The appreciation she gained from watching her mother juggle her many responsibilities drew her to the stories of India’s Accredited Social Health Activists (ASHA), says Priya, who has recently designed an immersive, web-based original game, SUPER ASHA, which highlights the challenges faced by these workers. “When I met some of the ASHA workers, I saw the resilience of the women who brought me up. For me, the ASHA workers’ story is a tribute to my mother and women like my mother who manage impossible hours.”

The latest version of SUPER ASHA will be released at the Mozilla Festival in Barcelona as part of her multimedia exhibition titled ‘Digital Bharat’, which will be held between November 7 and 9. This exhibition, which explores the impact of Digital Public Infrastructures (DPIs) on health and livelihood in India via photos, videos and of course, the game, “brings you face-to-face with the lived realities of some of the most marginalised populations in India, community health workers and daily-wage labourers,” says Priya, currently part of an 18-month fellowship programme offered by the Mozilla foundation, which kicked off in September 2024.

As part of the Mozilla Fellowship cohort, which “couples civil society organisations in the Global Majority with public interest technologists across various geographies,” as the foundation’s website describes it, she had the opportunity to focus on stories revolving around the world’s largest invisible workforce: women. “My biggest draw was to be able to go on the ground and highlight some of their stories,” says Priya, who carried out extensive on-ground research during the fellowship and also shot two three-minute-long documentary videos — one on ASHA workers and one on daily-wage labourers — both of which would become part of Digital Bharat. While doing so, “The ASHA workers’ story became an even bigger one for me,” she says, expanding on the series of events which led up to the game.

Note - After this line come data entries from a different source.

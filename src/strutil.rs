// Licensed under the Apache License, Version 2.0 (see LICENSE).

//! Variant-string utilities: unquoting, quote-aware splitting,
//! project-directory interpolation, and `~` expansion.

use std::path::{Path, PathBuf};

/// If `s` begins with a character from `pairs` at an even index and ends with
/// its matching close character at the corresponding odd index, returns the
/// interior substring; otherwise returns `s` unchanged. `pairs` is read two
/// characters at a time as `(open, close)` pairs, e.g. `"'\"" ` pairs `'` with
/// `'` and `"` with `"`.
pub fn unquote(s: &str, pairs: &str) -> String {
    let pair_chars: Vec<char> = pairs.chars().collect();
    let mut chunks = pair_chars.chunks_exact(2);
    let chars: Vec<char> = s.chars().collect();
    if chars.len() < 2 {
        return s.to_string();
    }
    let first = chars[0];
    let last = chars[chars.len() - 1];
    for chunk in &mut chunks {
        let (open, close) = (chunk[0], chunk[1]);
        if first == open && last == close {
            return chars[1..chars.len() - 1].iter().collect();
        }
    }
    s.to_string()
}

/// Splits `input` on any of the provided separator strings, treating `'...'`
/// and `"..."` as atomic (quotes stripped from the produced token). Empty
/// tokens are suppressed. An unterminated quote causes the remainder of the
/// input to be taken as a single token that *retains* its opening quote
/// character.
pub fn split_string(input: &str, separators: &[&str]) -> Vec<String> {
    let mut tokens = Vec::new();
    let chars: Vec<char> = input.chars().collect();
    let mut i = 0;
    let mut current = String::new();

    fn starts_with_separator(chars: &[char], i: usize, sep: &str) -> bool {
        let sep_chars: Vec<char> = sep.chars().collect();
        if sep_chars.is_empty() || i + sep_chars.len() > chars.len() {
            return false;
        }
        chars[i..i + sep_chars.len()] == sep_chars[..]
    }

    while i < chars.len() {
        let c = chars[i];
        if c == '\'' || c == '"' {
            // Find the matching close quote.
            if let Some(rel) = chars[i + 1..].iter().position(|&ch| ch == c) {
                let close = i + 1 + rel;
                current.extend(&chars[i + 1..close]);
                i = close + 1;
                continue;
            } else {
                // Unterminated: remainder (including the opening quote) is
                // one token.
                current.push(c);
                current.extend(&chars[i + 1..]);
                tokens.push(std::mem::take(&mut current));
                i = chars.len();
                break;
            }
        }

        if let Some(sep) = separators
            .iter()
            .find(|&&sep| starts_with_separator(&chars, i, sep))
        {
            if !current.is_empty() {
                tokens.push(std::mem::take(&mut current));
            }
            i += sep.chars().count();
            continue;
        }

        current.push(c);
        i += 1;
    }

    if !current.is_empty() {
        tokens.push(current);
    }

    tokens
}

/// Given `/a/b/c/basename.ext` and `proj`, returns `/a/b/c/proj.d/basename.ext`.
/// With `priority` given, produces `/a/b/c/proj.d/50-basename.ext`. Empty
/// inputs yield an empty result.
pub fn insert_project_name(path: &str, project: &str) -> String {
    insert_project_name_with_priority(path, project, None)
}

pub fn insert_project_name_with_priority(
    path: &str,
    project: &str,
    priority: Option<u32>,
) -> String {
    if path.is_empty() || project.is_empty() {
        return String::new();
    }
    let p = Path::new(path);
    let parent = p.parent().unwrap_or_else(|| Path::new(""));
    let file_name = match p.file_name() {
        Some(name) => name.to_string_lossy().into_owned(),
        None => return String::new(),
    };
    let overlay_dir = format!("{project}.d");
    let basename = match priority {
        Some(n) => format!("{n}-{file_name}"),
        None => file_name,
    };
    let mut out: PathBuf = parent.to_path_buf();
    out.push(overlay_dir);
    out.push(basename);
    out.to_string_lossy().into_owned()
}

/// If `path` begins with `~` and is exactly `~` or has `/` at index 1, and
/// `HOME` is set and non-empty, replaces the leading `~` with `HOME`'s value;
/// otherwise returns `path` unchanged.
pub fn handle_user_directory(path: &str) -> String {
    let looks_like_home = path == "~" || path.starts_with("~/");
    if !looks_like_home {
        return path.to_string();
    }
    shellexpand::tilde_with_context(path, || {
        std::env::var("HOME")
            .ok()
            .filter(|home| !home.is_empty())
    })
    .into_owned()
}

#[cfg(test)]
mod tests {
    use super::*;

    #[test]
    fn unquote_single_and_double() {
        assert_eq!(unquote("'hello'", "'\""), "hello");
        assert_eq!(unquote("\"hello\"", "'\""), "hello");
        assert_eq!(unquote("hello", "'\""), "hello");
    }

    #[test]
    fn unquote_mismatched_is_unchanged() {
        assert_eq!(unquote("'hello\"", "'\""), "'hello\"");
        assert_eq!(unquote("'h", "'\""), "'h");
    }

    #[test]
    fn unquote_idempotent() {
        for s in ["plain", "'quoted'", "\"double\"", "'mismatched\""] {
            let once = unquote(s, "'\"");
            let twice = unquote(&once, "'\"");
            assert_eq!(once, twice);
        }
    }

    #[test]
    fn unquote_roundtrip() {
        for q in ['\'', '"'] {
            let s = "no-quotes-inside";
            let quoted = format!("{q}{s}{q}");
            assert_eq!(unquote(&quoted, "'\""), s);
        }
    }

    #[test]
    fn split_basic() {
        assert_eq!(
            split_string("a, b,c", &[","]),
            vec!["a".to_string(), " b".to_string(), "c".to_string()]
        );
    }

    #[test]
    fn split_honors_quotes() {
        assert_eq!(
            split_string("'a,b', c", &[","]),
            vec!["a,b".to_string(), " c".to_string()]
        );
    }

    #[test]
    fn split_unterminated_quote_keeps_opening_char() {
        assert_eq!(split_string("a,'b,c", &[","]), vec!["a", "'b,c"]);
    }

    #[test]
    fn split_suppresses_empty_tokens() {
        assert_eq!(split_string("a,,b", &[","]), vec!["a", "b"]);
    }

    #[test]
    fn project_name_insertion() {
        assert_eq!(
            insert_project_name("/a/b/c/basename.ext", "proj"),
            "/a/b/c/proj.d/basename.ext"
        );
        assert_eq!(
            insert_project_name_with_priority("/a/b/c/basename.ext", "proj", Some(50)),
            "/a/b/c/proj.d/50-basename.ext"
        );
        assert_eq!(insert_project_name("", "proj"), "");
        assert_eq!(insert_project_name("/a/b", ""), "");
    }

    #[test]
    fn user_directory_expansion() {
        std::env::set_var("HOME", "/home/example");
        assert_eq!(handle_user_directory("~"), "/home/example");
        assert_eq!(
            handle_user_directory("~/bin"),
            "/home/example/bin"
        );
        assert_eq!(handle_user_directory("~notaslash"), "~notaslash");
        assert_eq!(handle_user_directory("/abs/path"), "/abs/path");
    }

    #[test]
    fn user_directory_unset_home_is_unchanged() {
        std::env::remove_var("HOME");
        assert_eq!(handle_user_directory("~/bin"), "~/bin");
        std::env::set_var("HOME", "/home/example");
    }
}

Priya spoke to ASHA workers from three states for the exhibition

Priya spoke to ASHA workers from three states for the exhibition
| Photo Credit:
Special Arrangement

In October last year, she bumped into Sunita Rani, the general secretary of the Haryana ASHA Workers Union, as well as a couple of other ASHA workers at a gathering held at the Goethe-Institut in Delhi. The meeting made her realise that “these women were not just forming the backbone of India’s healthcare system by providing community health services, but are now gathering and digitising health records of people across India,” explains Priya, pointing out that despite their essential role, they are severely underpaid, earning anywhere between ₹5,500 and ₹10,000 per month and facing constant systemic neglect.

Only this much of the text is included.